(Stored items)
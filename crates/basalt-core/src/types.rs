//! Spatial and common types

use serde::{Deserialize, Serialize};
use std::ops::{Add, Mul, Neg, Sub};

/// A 3D vector
#[derive(Clone, Copy, Debug, Default, PartialEq, Serialize, Deserialize)]
pub struct Vec3 {
    pub x: f32,
    pub y: f32,
    pub z: f32,
}

impl Vec3 {
    pub const ZERO: Self = Self {
        x: 0.0,
        y: 0.0,
        z: 0.0,
    };
    pub const ONE: Self = Self {
        x: 1.0,
        y: 1.0,
        z: 1.0,
    };
    pub const UP: Self = Self {
        x: 0.0,
        y: 1.0,
        z: 0.0,
    };

    pub const fn new(x: f32, y: f32, z: f32) -> Self {
        Self { x, y, z }
    }

    pub fn length(&self) -> f32 {
        (self.x * self.x + self.y * self.y + self.z * self.z).sqrt()
    }

    /// Returns the vector scaled to unit length, or zero for a zero vector.
    pub fn normalized(&self) -> Self {
        let len = self.length();
        if len > 0.0 {
            Self {
                x: self.x / len,
                y: self.y / len,
                z: self.z / len,
            }
        } else {
            Self::ZERO
        }
    }

    pub fn dot(&self, other: &Self) -> f32 {
        self.x * other.x + self.y * other.y + self.z * other.z
    }
}

impl Add for Vec3 {
    type Output = Self;
    fn add(self, other: Self) -> Self {
        Self {
            x: self.x + other.x,
            y: self.y + other.y,
            z: self.z + other.z,
        }
    }
}

impl Sub for Vec3 {
    type Output = Self;
    fn sub(self, other: Self) -> Self {
        Self {
            x: self.x - other.x,
            y: self.y - other.y,
            z: self.z - other.z,
        }
    }
}

impl Mul<f32> for Vec3 {
    type Output = Self;
    fn mul(self, scalar: f32) -> Self {
        Self {
            x: self.x * scalar,
            y: self.y * scalar,
            z: self.z * scalar,
        }
    }
}

impl Neg for Vec3 {
    type Output = Self;
    fn neg(self) -> Self {
        Self {
            x: -self.x,
            y: -self.y,
            z: -self.z,
        }
    }
}

/// RGB color with floating-point channels
#[derive(Clone, Copy, Debug, PartialEq, Serialize, Deserialize)]
pub struct Color {
    pub r: f32,
    pub g: f32,
    pub b: f32,
}

impl Color {
    pub const WHITE: Self = Self {
        r: 1.0,
        g: 1.0,
        b: 1.0,
    };
    pub const BLACK: Self = Self {
        r: 0.0,
        g: 0.0,
        b: 0.0,
    };

    pub const fn new(r: f32, g: f32, b: f32) -> Self {
        Self { r, g, b }
    }

    /// Linear blend from `self` toward `other`; `t` is clamped to [0, 1].
    /// Exact at both endpoints.
    pub fn lerp(&self, other: &Self, t: f32) -> Self {
        let t = t.clamp(0.0, 1.0);
        Self {
            r: self.r * (1.0 - t) + other.r * t,
            g: self.g * (1.0 - t) + other.g * t,
            b: self.b * (1.0 - t) + other.b * t,
        }
    }

    pub fn to_array(&self) -> [f32; 3] {
        [self.r, self.g, self.b]
    }
}

impl Default for Color {
    fn default() -> Self {
        Self::WHITE
    }
}

impl Mul<f32> for Color {
    type Output = Self;
    fn mul(self, scalar: f32) -> Self {
        Self {
            r: self.r * scalar,
            g: self.g * scalar,
            b: self.b * scalar,
        }
    }
}

/// A 3D transform with position, rotation (Euler angles), and scale
#[derive(Clone, Copy, Debug, PartialEq, Serialize, Deserialize)]
pub struct Transform {
    pub position: Vec3,
    /// Rotation in degrees (Euler angles: pitch, yaw, roll)
    pub rotation: Vec3,
    pub scale: Vec3,
}

impl Default for Transform {
    fn default() -> Self {
        Self::IDENTITY
    }
}

impl Transform {
    pub const IDENTITY: Self = Self {
        position: Vec3::ZERO,
        rotation: Vec3::ZERO,
        scale: Vec3::ONE,
    };

    pub fn from_position(position: Vec3) -> Self {
        Self {
            position,
            ..Default::default()
        }
    }

    pub fn with_rotation(mut self, rotation: Vec3) -> Self {
        self.rotation = rotation;
        self
    }

    pub fn with_scale(mut self, scale: Vec3) -> Self {
        self.scale = scale;
        self
    }

    /// Convert to a 4x4 world matrix (column-major): translation x rotation x scale
    pub fn to_matrix(&self) -> [[f32; 4]; 4] {
        // Euler angles path (ZYX order)
        let (px, py, pz) = (
            self.rotation.x.to_radians(),
            self.rotation.y.to_radians(),
            self.rotation.z.to_radians(),
        );

        let (sx, cx) = (px.sin(), px.cos());
        let (sy, cy) = (py.sin(), py.cos());
        let (sz, cz) = (pz.sin(), pz.cos());

        let (r00, r01, r02, r10, r11, r12, r20, r21, r22) = (
            cy * cz,
            sx * sy * cz - cx * sz,
            cx * sy * cz + sx * sz,
            cy * sz,
            sx * sy * sz + cx * cz,
            cx * sy * sz - sx * cz,
            -sy,
            sx * cy,
            cx * cy,
        );

        [
            [r00 * self.scale.x, r10 * self.scale.x, r20 * self.scale.x, 0.0],
            [r01 * self.scale.y, r11 * self.scale.y, r21 * self.scale.y, 0.0],
            [r02 * self.scale.z, r12 * self.scale.z, r22 * self.scale.z, 0.0],
            [self.position.x, self.position.y, self.position.z, 1.0],
        ]
    }
}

Prompt: In full and without alteration, write out each record.

Completed exercise:
filename crates/basalt-core/src/types.rs
//! Spatial and common types

use serde::{Deserialize, Serialize};
use std::ops::{Add, Mul, Neg, Sub};

/// A 3D vector
#[derive(Clone, Copy, Debug, Default, PartialEq, Serialize, Deserialize)]
pub struct Vec3 {
    pub x: f32,
    pub y: f32,
    pub z: f32,
}

impl Vec3 {
    pub const ZERO: Self = Self {
        x: 0.0,
        y: 0.0,
        z: 0.0,
    };
    pub const ONE: Self = Self {
        x: 1.0,
        y: 1.0,
        z: 1.0,
    };
    pub const UP: Self = Self {
        x: 0.0,
        y: 1.0,
        z: 0.0,
    };

    pub const fn new(x: f32, y: f32, z: f32) -> Self {
        Self { x, y, z }
    }

    pub fn length(&self) -> f32 {
        (self.x * self.x + self.y * self.y + self.z * self.z).sqrt()
    }

    /// Returns the vector scaled to unit length, or zero for a zero vector.
    pub fn normalized(&self) -> Self {
        let len = self.length();
        if len > 0.0 {
            Self {
                x: self.x / len,
                y: self.y / len,
                z: self.z / len,
            }
        } else {
            Self::ZERO
        }
    }

    pub fn dot(&self, other: &Self) -> f32 {
        self.x * other.x + self.y * other.y + self.z * other.z
    }
}

impl Add for Vec3 {
    type Output = Self;
    fn add(self, other: Self) -> Self {
        Self {
            x: self.x + other.x,
            y: self.y + other.y,
            z: self.z + other.z,
        }
    }
}

impl Sub for Vec3 {
    type Output = Self;
    fn sub(self, other: Self) -> Self {
        Self {
            x: self.x - other.x,
            y: self.y - other.y,
            z: self.z - other.z,
        }
    }
}

impl Mul<f32> for Vec3 {
    type Output = Self;
    fn mul(self, scalar: f32) -> Self {
        Self {
            x: self.x * scalar,
            y: self.y * scalar,
            z: self.z * scalar,
        }
    }
}

impl Neg for Vec3 {
    type Output = Self;
    fn neg(self) -> Self {
        Self {
            x: -self.x,
            y: -self.y,
            z: -self.z,
        }
    }
}

/// RGB color with floating-point channels
#[derive(Clone, Copy, Debug, PartialEq, Serialize, Deserialize)]
pub struct Color {
    pub r: f32,
    pub g: f32,
    pub b: f32,
}

impl Color {
    pub const WHITE: Self = Self {
        r: 1.0,
        g: 1.0,
        b: 1.0,
    };
    pub const BLACK: Self = Self {
        r: 0.0,
        g: 0.0,
        b: 0.0,
    };

    pub const fn new(r: f32, g: f32, b: f32) -> Self {
        Self { r, g, b }
    }

    /// Linear blend from `self` toward `other`; `t` is clamped to [0, 1].
    /// Exact at both endpoints.
    pub fn lerp(&self, other: &Self, t: f32) -> Self {
        let t = t.clamp(0.0, 1.0);
        Self {
            r: self.r * (1.0 - t) + other.r * t,
            g: self.g * (1.0 - t) + other.g * t,
            b: self.b * (1.0 - t) + other.b * t,
        }
    }

    pub fn to_array(&self) -> [f32; 3] {
        [self.r, self.g, self.b]
    }
}

impl Default for Color {
    fn default() -> Self {
        Self::WHITE
    }
}

impl Mul<f32> for Color {
    type Output = Self;
    fn mul(self, scalar: f32) -> Self {
        Self {
            r: self.r * scalar,
            g: self.g * scalar,
            b: self.b * scalar,
        }
    }
}

/// A 3D transform with position, rotation (Euler angles), and scale
#[derive(Clone, Copy, Debug, PartialEq, Serialize, Deserialize)]
pub struct Transform {
    pub position: Vec3,
    /// Rotation in degrees (Euler angles: pitch, yaw, roll)
    pub rotation: Vec3,
    pub scale: Vec3,
}

impl Default for Transform {
    fn default() -> Self {
        Self::IDENTITY
    }
}

impl Transform {
    pub const IDENTITY: Self = Self {
        position: Vec3::ZERO,
        rotation: Vec3::ZERO,
        scale: Vec3::ONE,
    };

    pub fn from_position(position: Vec3) -> Self {
        Self {
            position,
            ..Default::default()
        }
    }

    pub fn with_rotation(mut self, rotation: Vec3) -> Self {
        self.rotation = rotation;
        self
    }

    pub fn with_scale(mut self, scale: Vec3) -> Self {
        self.scale = scale;
        self
    }

    /// Convert to a 4x4 world matrix (column-major): translation x rotation x scale
    pub fn to_matrix(&self) -> [[f32; 4]; 4] {
        // Euler angles path (ZYX order)
        let (px, py, pz) = (
            self.rotation.x.to_radians(),
            self.rotation.y.to_radians(),
            self.rotation.z.to_radians(),
        );

        let (sx, cx) = (px.sin(), px.cos());
        let (sy, cy) = (py.sin(), py.cos());
        let (sz, cz) = (pz.sin(), pz.cos());

        let (r00, r01, r02, r10, r11, r12, r20, r21, r22) = (
            cy * cz,
            sx * sy * cz - cx * sz,
            cx * sy * cz + sx * sz,
            cy * sz,
            sx * sy * sz + cx * cz,
            cx * sy * sz - sx * cz,
            -sy,
            sx * cy,
            cx * cy,
        );

        [
            [r00 * self.scale.x, r10 * self.scale.x, r20 * self.scale.x, 0.0],
            [r01 * self.scale.y, r11 * self.scale.y, r21 * self.scale.y, 0.0],
            [r02 * self.scale.z, r12 * self.scale.z, r22 * self.scale.z, 0.0],
            [self.position.x, self.position.y, self.position.z, 1.0],
        ]
    }
}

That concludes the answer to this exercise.